Turn your UNICODE in SPSS off
Open SPSS without any data open and run the code below in your syntax editor
SET UNICODE OFF.
Open the data set and resave it to remove the Unicode
read.spss('yourdata.sav', to.data.frame=T) works correctly then
I just came came across an SPSS file that I couldn't get open using haven, foreign, or memisc, but readspss::read.por did the trick for me:
download.file("http://www.tcd.ie/Political_Science/elections/IMSgeneral92.zip",
"IMSgeneral92.zip")
unzip("IMSgeneral92.zip", exdir = "IMSgeneral92")
# rio, haven, foreign, memisc pkgs don't work on this file!

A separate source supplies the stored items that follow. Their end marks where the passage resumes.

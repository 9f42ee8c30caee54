//! Input piecewise linear complex.
//!
//! The canonical, validated form of the caller's packed arrays: a
//! contiguous coordinate array (x, y, z per vertex) and a contiguous
//! triangle index array. Handles are dense and stable; the first `V`
//! vertex handles are exactly the input indices.

#![forbid(unsafe_code)]

use thiserror::Error;

use crate::geometry::point::Pt3;

/// Number of vertices appended by [`InputPlc::add_bounding_box`].
pub const BOUNDING_BOX_VERTICES: usize = 8;

/// Errors detected while validating input arrays.
#[derive(Clone, Debug, Error, PartialEq, Eq)]
pub enum PlcError {
    /// The coordinate array length is not a multiple of 3.
    #[error("vertex array length {len} is not divisible by 3")]
    VertexLengthNotDivisible {
        /// Offending length.
        len: usize,
    },
    /// The triangle index array length is not a multiple of 3.
    #[error("triangle array length {len} is not divisible by 3")]
    TriangleLengthNotDivisible {
        /// Offending length.
        len: usize,
    },
    /// The input contains no vertices or no triangles.
    #[error("input is empty: {num_vertices} vertices, {num_triangles} triangles")]
    Empty {
        /// Number of vertices provided.
        num_vertices: usize,
        /// Number of triangles provided.
        num_triangles: usize,
    },
    /// A triangle references a vertex that does not exist.
    #[error("triangle {triangle} references vertex {index}, but only {num_vertices} exist")]
    IndexOutOfRange {
        /// Triangle ordinal.
        triangle: usize,
        /// Offending vertex index.
        index: u32,
        /// Number of input vertices.
        num_vertices: usize,
    },
    /// A triangle uses the same vertex twice.
    #[error("triangle {triangle} is degenerate: indices ({a}, {b}, {c})")]
    DegenerateTriangle {
        /// Triangle ordinal.
        triangle: usize,
        /// First index.
        a: u32,
        /// Second index.
        b: u32,
        /// Third index.
        c: u32,
    },
    /// A coordinate is NaN or infinite.
    #[error("vertex {vertex} has a non-finite coordinate")]
    NonFiniteCoordinate {
        /// Offending vertex index.
        vertex: usize,
    },
}

/// Validated input complex.
#[derive(Clone, Debug)]
pub struct InputPlc {
    coordinates: Vec<f64>,
    triangle_vertices: Vec<u32>,
    /// Vertex count before any bounding box was appended.
    num_input: usize,
    bounding_box_added: bool,
}

impl InputPlc {
    /// Validate and adopt packed input arrays.
    ///
    /// `vertices` holds x, y, z per vertex; `triangles` holds three
    /// vertex indices per constraint triangle.
    ///
    /// # Errors
    ///
    /// Returns a [`PlcError`] for non-divisible lengths, empty input,
    /// out-of-range indices, repeated indices within a triangle, or
    /// non-finite coordinates.
    pub fn from_packed(vertices: &[f64], triangles: &[u32]) -> Result<Self, PlcError> {
        if vertices.len() % 3 != 0 {
            return Err(PlcError::VertexLengthNotDivisible {
                len: vertices.len(),
            });
        }
        if triangles.len() % 3 != 0 {
            return Err(PlcError::TriangleLengthNotDivisible {
                len: triangles.len(),
            });
        }
        let num_vertices = vertices.len() / 3;
        let num_triangles = triangles.len() / 3;
        if num_vertices == 0 || num_triangles == 0 {
            return Err(PlcError::Empty {
                num_vertices,
                num_triangles,
            });
        }
        for (i, chunk) in vertices.chunks_exact(3).enumerate() {
            if !chunk.iter().all(|c| c.is_finite()) {
                return Err(PlcError::NonFiniteCoordinate { vertex: i });
            }
        }
        for (t, tri) in triangles.chunks_exact(3).enumerate() {
            let (a, b, c) = (tri[0], tri[1], tri[2]);
            for &index in tri {
                if index as usize >= num_vertices {
                    return Err(PlcError::IndexOutOfRange {
                        triangle: t,
                        index,
                        num_vertices,
                    });
                }
            }
            if a == b || b == c || a == c {
                return Err(PlcError::DegenerateTriangle {
                    triangle: t,
                    a,
                    b,
                    c,
                });
            }
        }
        Ok(Self {
            coordinates: vertices.to_vec(),
            triangle_vertices: triangles.to_vec(),
            num_input: num_vertices,
            bounding_box_added: false,
        })
    }

    /// Append eight axis-aligned vertices just outside the bounding box
    /// of the input, and no triangles.
    ///
    /// The added vertices guarantee that every input vertex is strictly
    /// interior to the Delaunay hull, which simplifies constraint
    /// recovery near the boundary. They receive the handles directly
    /// after the input vertices and are not counted as input by the
    /// pipeline's reporting.
    pub fn add_bounding_box(&mut self) {
        debug_assert!(!self.bounding_box_added);
        let mut min = [f64::INFINITY; 3];
        let mut max = [f64::NEG_INFINITY; 3];
        for chunk in self.coordinates.chunks_exact(3) {
            for k in 0..3 {
                min[k] = min[k].min(chunk[k]);
                max[k] = max[k].max(chunk[k]);
            }
        }
        // Pad by 5% of the largest extent so box vertices never
        // coincide with input, even for flat inputs.
        let extent = (max[0] - min[0]).max(max[1] - min[1]).max(max[2] - min[2]);
        let pad = if extent > 0.0 { 0.05 * extent } else { 1.0 };
        let lo = [min[0] - pad, min[1] - pad, min[2] - pad];
        let hi = [max[0] + pad, max[1] + pad, max[2] + pad];
        for zi in 0..2 {
            for yi in 0..2 {
                for xi in 0..2 {
                    self.coordinates.push(if xi == 0 { lo[0] } else { hi[0] });
                    self.coordinates.push(if yi == 0 { lo[1] } else { hi[1] });
                    self.coordinates.push(if zi == 0 { lo[2] } else { hi[2] });
                }
            }
        }
        self.bounding_box_added = true;
    }

    /// Total number of vertices, including any bounding box.
    #[inline]
    #[must_use]
    pub fn num_vertices(&self) -> usize {
        self.coordinates.len() / 3
    }

    /// Number of vertices provided by the caller.
    #[inline]
    #[must_use]
    pub fn num_input_vertices(&self) -> usize {
        self.num_input
    }

    #[inline]
    #[must_use]
    pub fn num_triangles(&self) -> usize {
        self.triangle_vertices.len() / 3
    }

    #[inline]
    #[must_use]
    pub fn bounding_box_added(&self) -> bool {
        self.bounding_box_added
    }

    /// Coordinates of vertex `i`.
    #[inline]
    #[must_use]
    pub fn vertex(&self, i: usize) -> Pt3 {
        Pt3::new(
            self.coordinates[3 * i],
            self.coordinates[3 * i + 1],
            self.coordinates[3 * i + 2],
        )
    }

    /// Vertex indices of triangle `t`.
    #[inline]
    #[must_use]
    pub fn triangle(&self, t: usize) -> [u32; 3] {
        [
            self.triangle_vertices[3 * t],
            self.triangle_vertices[3 * t + 1],
            self.triangle_vertices[3 * t + 2],
        ]
    }
}

#[cfg(test)]
mod tests {
    use super::*;

    const TRI: [u32; 3] = [0, 1, 2];

    #[test]
    fn accepts_minimal_input() {
        let v = [0.0, 0.0, 0.0, 1.0, 0.0, 0.0, 0.0, 1.0, 0.0];
        let plc = InputPlc::from_packed(&v, &TRI).unwrap();
        assert_eq!(plc.num_vertices(), 3);
        assert_eq!(plc.num_triangles(), 1);
        assert_eq!(plc.triangle(0), TRI);
        assert_eq!(plc.vertex(1), Pt3::new(1.0, 0.0, 0.0));
    }

    #[test]
    fn rejects_bad_lengths() {
        let v = [0.0, 0.0, 0.0, 1.0];
        assert!(matches!(
            InputPlc::from_packed(&v, &TRI),
            Err(PlcError::VertexLengthNotDivisible { len: 4 })
        ));
        let v = [0.0, 0.0, 0.0, 1.0, 0.0, 0.0, 0.0, 1.0, 0.0];
        assert!(matches!(
            InputPlc::from_packed(&v, &[0, 1]),
            Err(PlcError::TriangleLengthNotDivisible { len: 2 })
        ));
    }

    #[test]
    fn rejects_out_of_range_and_degenerate() {
        let v = [0.0, 0.0, 0.0, 1.0, 0.0, 0.0, 0.0, 1.0, 0.0];
        assert!(matches!(
            InputPlc::from_packed(&v, &[0, 1, 3]),
            Err(PlcError::IndexOutOfRange { index: 3, .. })
        ));
        assert!(matches!(
            InputPlc::from_packed(&v, &[0, 1, 1]),
            Err(PlcError::DegenerateTriangle { .. })
        ));
    }

    #[test]
    fn rejects_non_finite() {
        let v = [0.0, 0.0, 0.0, f64::NAN, 0.0, 0.0, 0.0, 1.0, 0.0];
        assert!(matches!(
            InputPlc::from_packed(&v, &TRI),
            Err(PlcError::NonFiniteCoordinate { vertex: 1 })
        ));
    }

    #[test]
    fn bounding_box_is_appended_after_input() {
        let v = [0.0, 0.0, 0.0, 1.0, 0.0, 0.0, 0.0, 1.0, 0.0, 0.0, 0.0, 1.0];
        let mut plc = InputPlc::from_packed(&v, &TRI).unwrap();
        plc.add_bounding_box();
        assert_eq!(plc.num_vertices(), 4 + BOUNDING_BOX_VERTICES);
        assert_eq!(plc.num_input_vertices(), 4);
        // Box corners strictly enclose every input vertex.
        for b in 4..plc.num_vertices() {
            let p = plc.vertex(b);
            assert!(p.x < 0.0 || p.x > 1.0);
        }
    }
}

But readspss does:
if(!require(readspss)) remotes::install_git("https://github.com/JanMarvin/readspss.git")
ims92 <- readspss::read.por("IMSgeneral92/IMS_Nov7 92.por", convert.factors = FALSE)
Nice! Thanks, #JanMarvin!
1)
I've found the program, stat-transfer, useful for importing spss and stata files into R.
It resolves the issue you mention by converting spss to R dataset. Also very useful for subsetting super large datasets into smaller portions consumable by R. Not free, but a very useful tool for working with datasets from different programs -- especially if you don't have access to them.
2)
Memisc package also has an spss function worth trying.